Digitalization, data analytics and artificial intelligence
We are at the very beginning of understanding how we can apply digital tools to improve our farming operations. Today, everyday salmon farming is largely based on the experience of our very talented employees, in addition to the increasing body of scientific research and knowledge. Going forward, we believe digital tools and analytics will add to this decision making, for instance by predicting biological events ahead of time, allowing the farmer to apply stronger preventative measures. We call it Grieg Seafood Precision Farming.
Utilizing data analytics to improve
While still early days, we are working on a number of analytics projects, such as:
- We used regression analyses to better understand the cause of the disease Pancras Disease in Rogaland
- We have analyzed drivers for growth and mortality in Shetland. The results back up our improvement strategy in the region
- We are developing a model for daily prediction of harmful algal blooms in British Columbia
- We analyze causes of winter wounds to improve fish welfare
- We see improved feed conversion ratio partially due to our Operations Center in Rogaland
- Though digital tools, we compare the effect from feeding on growth, regardless of fish size, between all sites, allowing us to benchmark and improve
We have started building a HUB for analyses for the entire Group, and conducted data analyses in all regions. Analyses consist of regressions, machine learning and AI, as well as prediction models.

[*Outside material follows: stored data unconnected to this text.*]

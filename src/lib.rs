//! A minimal proof-of-work ledger node: an append-only hash-linked chain,
//! a pending transaction pool, a peer registry and longest-valid-chain
//! conflict resolution, exposed over HTTP.

pub mod api;
pub mod blockchain;
pub mod config;
pub mod consensus;
pub mod error;
pub mod ledger;
pub mod network;
pub mod transaction;

pub use ledger::{Ledger, LedgerConfig};
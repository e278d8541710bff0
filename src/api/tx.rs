use actix_web::{HttpResponse, Responder, get, post, web};
use log::debug;

use super::errors::ApiError;
use super::models::{NewTransactionRequest, NewTransactionResponse, PendingResponse};
use crate::ledger::Ledger;

/// Queue a transaction for the next mined block.
#[post("/transactions/new")]
pub async fn post_transaction(
    ledger: web::Data<Ledger>,
    body: web::Json<NewTransactionRequest>,
) -> Result<HttpResponse, ApiError> {
    let index = ledger.add_transaction(&body.sender, &body.recipient, body.amount)?;
    debug!(
        "POST /transactions/new - {} -> {} ({}) goes into block #{}",
        body.sender, body.recipient, body.amount, index
    );
    Ok(HttpResponse::Created().json(NewTransactionResponse {
        message: format!("Transaction will be added to Block {index}"),
        index,
    }))
}

/// List transactions waiting for the next block.
#[get("/transactions/pending")]
pub async fn get_pending(ledger: web::Data<Ledger>) -> impl Responder {
    let transactions = ledger.pending_transactions();
    HttpResponse::Ok().json(PendingResponse {
        size: transactions.len(),
        transactions,
    })
}
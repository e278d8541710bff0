//! The ledger context: one chain, one pending pool and one peer registry,
//! owned together and guarded for concurrent use.

use log::{debug, info, warn};
use parking_lot::{Mutex, RwLock};
use std::time::Duration;
use uuid::Uuid;

use crate::blockchain::{
    Block, Blockchain, CancelToken, MINING_REWARD, ProofOfWork, REWARD_SENDER,
};
use crate::consensus;
use crate::error::{AddressError, LedgerError};
use crate::network::{ChainSnapshot, NodeRegistry, PeerClient};
use crate::transaction::Transaction;

/// Default per-peer fetch timeout during conflict resolution.
pub const DEFAULT_PEER_TIMEOUT: Duration = Duration::from_secs(3);

/// Default number of peer fetches in flight at once.
pub const DEFAULT_PEER_CONCURRENCY: usize = 8;

#[derive(Debug, Clone)]
pub struct LedgerConfig {
    /// Recipient of mining rewards.
    pub node_id: String,
    pub pow: ProofOfWork,
    pub peer_timeout: Duration,
    pub peer_concurrency: usize,
}

impl Default for LedgerConfig {
    fn default() -> Self {
        Self {
            node_id: new_node_id(),
            pow: ProofOfWork::default(),
            peer_timeout: DEFAULT_PEER_TIMEOUT,
            peer_concurrency: DEFAULT_PEER_CONCURRENCY,
        }
    }
}

/// Random node identifier: a v4 UUID without hyphens.
pub fn new_node_id() -> String {
    Uuid::new_v4().simple().to_string()
}

/// Chain mutation (append, replacement) happens under the write side of
/// `blockchain`, so a block is never appended to a chain mid-replacement.
/// Proof searches run without holding any lock.
pub struct Ledger {
    config: LedgerConfig,
    blockchain: RwLock<Blockchain>,
    nodes: RwLock<NodeRegistry>,
    mining: Mutex<Vec<CancelToken>>,
}

impl Default for Ledger {
    fn default() -> Self {
        Self::new(LedgerConfig::default())
    }
}

impl Ledger {
    pub fn new(config: LedgerConfig) -> Self {
        Self {
            config,
            blockchain: RwLock::new(Blockchain::new()),
            nodes: RwLock::new(NodeRegistry::new()),
            mining: Mutex::new(Vec::new()),
        }
    }

    pub fn config(&self) -> &LedgerConfig {
        &self.config
    }

    pub fn node_id(&self) -> &str {
        &self.config.node_id
    }

    /// Queue a transaction; returns the index of the block that will hold it.
    pub fn add_transaction(
        &self,
        sender: &str,
        recipient: &str,
        amount: u64,
    ) -> Result<u64, LedgerError> {
        let mut bc = self.blockchain.write();
        let index = bc.add_transaction(sender, recipient, amount)?;
        debug!(
            "POOL - {} -> {} ({}) queued for block #{} (pending={})",
            sender,
            recipient,
            amount,
            index,
            bc.pending().len()
        );
        Ok(index)
    }

    pub fn pending_transactions(&self) -> Vec<Transaction> {
        self.blockchain.read().pending().to_vec()
    }

    /// Consistent copy of the current chain.
    pub fn chain(&self) -> ChainSnapshot {
        ChainSnapshot::new(self.blockchain.read().chain().to_vec())
    }

    pub fn len(&self) -> usize {
        self.blockchain.read().len()
    }

    pub fn is_empty(&self) -> bool {
        self.blockchain.read().is_empty()
    }

    pub fn last_block(&self) -> Result<Block, LedgerError> {
        self.blockchain.read().last_block().cloned()
    }

    /// Seal the pending pool into a block with `proof`, unconditionally.
    pub fn append_block(
        &self,
        proof: u64,
        previous_hash: Option<String>,
    ) -> Result<Block, LedgerError> {
        self.blockchain
            .write()
            .append_block(proof, previous_hash)
            .cloned()
    }

    /// Search a proof on top of the current tip, then seal the pending pool
    /// plus the reward transaction into a new block.
    ///
    /// Blocks the calling thread for the whole search; run it on a worker.
    /// Fails with [`LedgerError::StaleTip`] if the tip changed during the
    /// search, and with a [`crate::error::MiningError`] if the search was
    /// cancelled or hit its attempt ceiling. Nothing is appended or queued
    /// on failure.
    pub fn mine(&self) -> Result<Block, LedgerError> {
        let token = CancelToken::new();
        self.mining.lock().push(token.clone());
        let result = self.mine_with(&token);
        self.mining.lock().retain(|t| !t.same_as(&token));
        result
    }

    fn mine_with(&self, token: &CancelToken) -> Result<Block, LedgerError> {
        let (last_proof, last_hash) = {
            let bc = self.blockchain.read();
            let last = bc.last_block()?;
            (last.proof, last.hash())
        };

        let proof = match self.config.pow.find_proof(last_proof, token) {
            Ok(proof) => proof,
            Err(e) => {
                warn!("MINER - {}", e);
                return Err(e.into());
            }
        };

        let mut bc = self.blockchain.write();
        if bc.last_block()?.hash() != last_hash {
            warn!("MINER - discarding proof {}: chain tip moved", proof);
            return Err(LedgerError::StaleTip);
        }
        bc.add_transaction(REWARD_SENDER, self.config.node_id.as_str(), MINING_REWARD)?;
        let block = bc.append_block(proof, Some(last_hash))?.clone();
        info!(
            "MINER - sealed block #{} (proof={}, txs={})",
            block.index,
            block.proof,
            block.transactions.len()
        );
        Ok(block)
    }

    /// Stop every running proof search. Returns whether any was running.
    pub fn cancel_mining(&self) -> bool {
        let running = self.mining.lock();
        for token in running.iter() {
            token.cancel();
        }
        !running.is_empty()
    }

    pub fn register_node(&self, address: &str) -> Result<String, AddressError> {
        let mut nodes = self.nodes.write();
        let location = nodes.register(address)?;
        debug!("NODES - registered {} (total={})", location, nodes.len());
        Ok(location)
    }

    pub fn nodes(&self) -> Vec<String> {
        self.nodes.read().iter().cloned().collect()
    }

    /// Replace the local chain with the longest valid chain among peers.
    /// Returns whether the chain was replaced.
    pub async fn resolve_conflicts<C>(&self, client: &C) -> bool
    where
        C: PeerClient + ?Sized,
    {
        consensus::resolve_conflicts(self, client).await
    }

    /// Adopt `chain` if it is still strictly longer than the local one.
    pub(crate) fn adopt_if_longer(&self, chain: Vec<Block>) -> bool {
        let mut bc = self.blockchain.write();
        if chain.len() <= bc.len() {
            return false;
        }
        bc.replace_chain(chain);
        true
    }
}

Operational Centers in the regions
We are creating hubs in each region where we will control all Precision Farming activities. These centers go beyond feeding operations.
We have tested a pilot installation for integrated operations for our marine facilities in Rogaland. The Operational Center has gradually taken over responsibility and execution of several production-related tasks. An integrated management and control system monitors and provides decision support to farming processes.
The goal is to improve fish health and welfare through closer monitoring with early warning algorithms, better coordination of on-site operations and optimizing the feed factor.